"The Monday editorial on the Second Amendment ("An overdue conversation") to the U.S. Constitution was sadly misinformed on both the amendment and the scholarship analyzing it. The overwhelming weight of peer-reviewed legal research has determined conclusively that the Second Amendment protects an individual right to keep and bear arms, and not a so-called "collective right" or a right to arm government-organized militias.

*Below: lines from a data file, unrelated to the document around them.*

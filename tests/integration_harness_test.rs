use chrono::Utc;
use std::collections::{BTreeMap, HashSet};
use std::sync::Arc;
use std::time::Duration;
use tokio::time::Instant;
use uni_cloud::api::{DbInstance, DbStatus, Vm, VmState};
use uni_cloud::error::ErrorKind;
use uni_cloud::simulator::{ResourceSimulator, method};
use uni_cloud::testing::IntegrationHarness;
use uni_cloud::testing::assertions::{
    assert_called, assert_db_valid, assert_error_kind, assert_not_called, assert_vm_valid,
};
use uni_cloud::testing::integration::{measure_latency, run_concurrent};
use uni_cloud::traits::CloudProvider;
mod common;
use common::{REGION, simulator};

fn harness(sim: &ResourceSimulator) -> IntegrationHarness {
    IntegrationHarness::new(Arc::new(sim.clone()))
}

fn pending_vm(id: &str, name: &str) -> Vm {
    Vm {
        id: id.into(),
        name: name.into(),
        state: VmState::Pending,
        public_ip: None,
        private_ip: None,
        launch_time: Utc::now(),
        tags: BTreeMap::new(),
    }
}

#[tokio::test(start_paused = true)]
async fn test_wait_for_vm_state_polls_until_transition() {
    let sim = ResourceSimulator::builder(REGION)
        .with_vm_response("slow-boot", pending_vm("i-00000000000000b07", "slow-boot"))
        .build();
    let harness = harness(&sim).with_poll_interval(Duration::from_secs(10));
    let vm = harness.create_vm("slow-boot").await.unwrap();
    assert_eq!(vm.state, VmState::Pending);

    let compute = sim.compute().unwrap();
    let id = vm.id.clone();
    tokio::spawn(async move {
        tokio::time::sleep(Duration::from_secs(25)).await;
        compute.start_vm(&id).await.unwrap();
    });

    let start = Instant::now();
    let running = harness
        .wait_for_vm_state(&vm.id, VmState::Running)
        .await
        .unwrap();
    assert_eq!(running.state, VmState::Running);
    // Polls at 0s, 10s, 20s, 30s.
    let elapsed = start.elapsed();
    assert!(elapsed >= Duration::from_secs(30), "{elapsed:?}");
    assert!(elapsed < Duration::from_secs(31), "{elapsed:?}");
    assert_called(&sim, method::GET_VM, 4);
}

#[tokio::test(start_paused = true)]
async fn test_wait_for_vm_state_times_out() {
    let sim = simulator();
    let harness = harness(&sim).with_timeout(Duration::from_secs(60));
    let vm = harness.create_vm("web").await.unwrap();

    let start = Instant::now();
    let res = harness.wait_for_vm_state(&vm.id, VmState::Stopped).await;
    assert_error_kind(&res, ErrorKind::NetworkTimeout);

    let err = res.unwrap_err();
    assert_eq!(err.message(), "Operation timed out");
    assert_eq!(err.operation(), "WaitForVMState");
    assert!(!err.should_retry());
    assert_eq!(err.metadata()["resource_id"], vm.id);
    assert!(start.elapsed() >= Duration::from_secs(60));
}

#[tokio::test(start_paused = true)]
async fn test_wait_for_db_status() {
    let creating = DbInstance {
        id: "db-warming".into(),
        name: "warming".into(),
        engine: "postgres".into(),
        engine_version: "14.9".into(),
        status: DbStatus::Creating,
        endpoint: "warming.internal:5432".into(),
        created_at: Utc::now(),
    };
    let sim = ResourceSimulator::builder(REGION)
        .with_db_response("warming", creating)
        .build();
    let harness = harness(&sim).with_timeout(Duration::from_secs(90));

    let ready = harness.create_db("ready").await.unwrap();
    assert_db_valid(&ready);
    let ready = harness
        .wait_for_db_status(&ready.id, DbStatus::Available)
        .await
        .unwrap();
    assert_eq!(ready.status, DbStatus::Available);

    let warming = harness.create_db("warming").await.unwrap();
    let res = harness
        .wait_for_db_status(&warming.id, DbStatus::Available)
        .await;
    assert_error_kind(&res, ErrorKind::NetworkTimeout);
}

#[tokio::test]
async fn test_cleanup_empties_buckets_and_deletes_everything() {
    let sim = simulator();
    let harness = harness(&sim);
    let vm = harness.create_vm("web").await.unwrap();
    assert_vm_valid(&vm);
    harness.create_bucket("assets").await.unwrap();
    harness.create_db("orders").await.unwrap();

    let storage = harness.client().storage().unwrap();
    storage.put_object("assets", "a.txt", b"a".to_vec()).await.unwrap();
    storage.put_object("assets", "b.txt", b"b".to_vec()).await.unwrap();

    let failures = harness.cleanup().await;
    assert!(failures.is_empty(), "{failures:?}");
    assert!(harness.tracked().is_empty());

    assert!(sim.compute().unwrap().list_vms().await.unwrap().is_empty());
    assert!(storage.list_buckets().await.unwrap().is_empty());
    assert!(sim.database().unwrap().list_dbs().await.unwrap().is_empty());
    assert_called(&sim, method::DELETE_OBJECT, 2);
}

#[tokio::test]
async fn test_cleanup_reports_failures_and_keeps_going() {
    let sim = simulator();
    let harness = harness(&sim);
    let vm = harness.create_vm("gone").await.unwrap();
    harness.create_db("orders").await.unwrap();

    // Removed behind the harness's back.
    sim.compute().unwrap().delete_vm(&vm.id).await.unwrap();

    let failures = harness.cleanup().await;
    assert_eq!(failures.len(), 1);
    assert_eq!(failures[0].kind(), ErrorKind::ResourceNotFound);
    assert!(sim.database().unwrap().list_dbs().await.unwrap().is_empty());
}

#[tokio::test]
async fn test_cleanup_can_be_disabled() {
    let sim = simulator();
    let harness = harness(&sim).with_cleanup(false);
    harness.create_bucket("keep-me").await.unwrap();

    assert!(harness.cleanup().await.is_empty());
    assert_not_called(&sim, method::DELETE_BUCKET);
    assert_eq!(
        sim.storage().unwrap().list_buckets().await.unwrap(),
        ["keep-me"]
    );
}

#[tokio::test(flavor = "multi_thread", worker_threads = 4)]
async fn test_run_concurrent_creates() {
    let sim = simulator();
    let results = run_concurrent(20, |id| {
        let compute = sim.compute().unwrap();
        async move {
            compute
                .create_vm(&uni_cloud::testing::fixtures::vm_config(&format!("worker-{id}")))
                .await
        }
    })
    .await;

    assert_eq!(results.len(), 20);
    let mut ids = HashSet::new();
    for (i, res) in results.into_iter().enumerate() {
        let vm = res.unwrap();
        assert_eq!(vm.name, format!("worker-{i}"));
        assert!(ids.insert(vm.id));
    }
    assert_called(&sim, method::CREATE_VM, 20);
}

#[tokio::test(start_paused = true)]
async fn test_measure_latency_includes_injected_delay() {
    let sim = ResourceSimulator::builder(REGION)
        .with_delay(method::LIST_DBS, Duration::from_millis(200))
        .build();
    let database = sim.database().unwrap();

    let (dbs, elapsed) = measure_latency("ListDBs", database.list_dbs()).await.unwrap();
    assert!(dbs.is_empty());
    assert!(elapsed >= Duration::from_millis(200));
}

The editorial misses the mark by a mile in its attempt to dismiss the "standard model" for Second Amendment analysis as the product of "the lobby for gun makers and gun lovers." Distinguished constitutional scholars such as Laurence Tribe, Alan Dershowitz, Akil Amar, Eugene Volokh, Sanford Levinson and William Van Alstyne all concur in the individual rights view. None of these renowned law professors would ever be accused of carrying water for the National Rifle Association.
With the Founding Fathers on its side, the NRA has never needed to gin up support for the individual rights view. Instead, the NRA has always been content to point to the plain words of the framers that make clear that, as Patrick Henry said, "The great object is that every man be armed. Everyone who is able may have a gun."
The tiny minority of law review articles advocating for the collective rights view have typically been backed by the gun-ban lobby and have appeared in journals of little note. Tellingly, one of the most notorious instances of academic fraud in recent memory was perpetrated by a historian trying to rewrite history to undermine the importance of personal firearms ownership to the Founding Fathers. In 2000, Emory University professor Michael A. Bellesiles published "Arming America: The Origins of a National Gun Culture," which claimed that gun ownership was rare in American colonial households. When his research was discovered to be not only inaccurate but fraudulent, Bellesiles was forced to resign his professorship and was stripped of the prestigious Bancroft Prize, previously awarded for the book, by the trustees of Columbia University.
The 1939 case of United States vs. Miller may have been the last time the Supreme Court ruled on the meaning of the Second Amendment, but it was not the first time. While the Miller holding has been distorted over the years to suggest a collective rights view, there was no question that the amendment protected an individual right in the century and a half that followed the ratification of the Bill of Rights in 1791. The Supreme Court did not even have occasion to interpret the Second Amendment until 1876, in United States v. Cruikshank.
Cruikshank involved a conspiracy by Klansman to deprive blacks of their civil rights. The Supreme Court stated that "bearing arms for a lawful purpose" is a right that predates the Constitution and is not "in any manner dependent upon that instrument for its existence." However, it went on to rule that the amendment did not protect people "against any violation by their fellow-citizens of the rights it recognizes." The court only needed to address the question of whether the Second Amendment protected against violations of black Americans' right to keep and bear arms by Klansmen because it first recognized that the right protected was an individual one.
Though several lower courts have misinterpreted Miller to mean that the Second Amendment protects only a "collective right," the Supreme Court never held that it does not protect an individual right, and has suggested otherwise. In United States v. Verdugo-Urquidez, a 1990 case interpreting the meaning of "the people" in the Fourth Amendment, the high court observed that "the people" "seems to have been a term of art employed in select parts of the Constitution." "The people" protected by the Fourth Amendment were found to be the same individuals protected by the First and Second Amendments, and to whom rights and powers are reserved in the Ninth and Tenth Amendments.
In its review of the U.S. Court of Appeals decision striking down the District of Columbia's outright ban on possessing functional firearms in the home, the Supreme Court will have the chance to uphold the drafters' intent and rule that the Second Amendment protects an individual right. It remains to be seen if any justices will be swayed by the kind of emotion-laden rhetoric, shoddy scholarship, and revisionist history fostered by the gun-ban lobby and espoused in The Journal News' editorial."
Bravo, well done.
Not that it will convince those who fear firearms, because thats what is all boils down to really. When you consider the fact that majority of half the population is truly afraid of guns, a not insignificant percentile of the remaining half hasn't the nerve to own them, and the true devotees are by and large relative lazy, its a damned wonder we didn't repeal the 2nd Amendment long ago. Pretty fair testimony to those that DO stand tall though.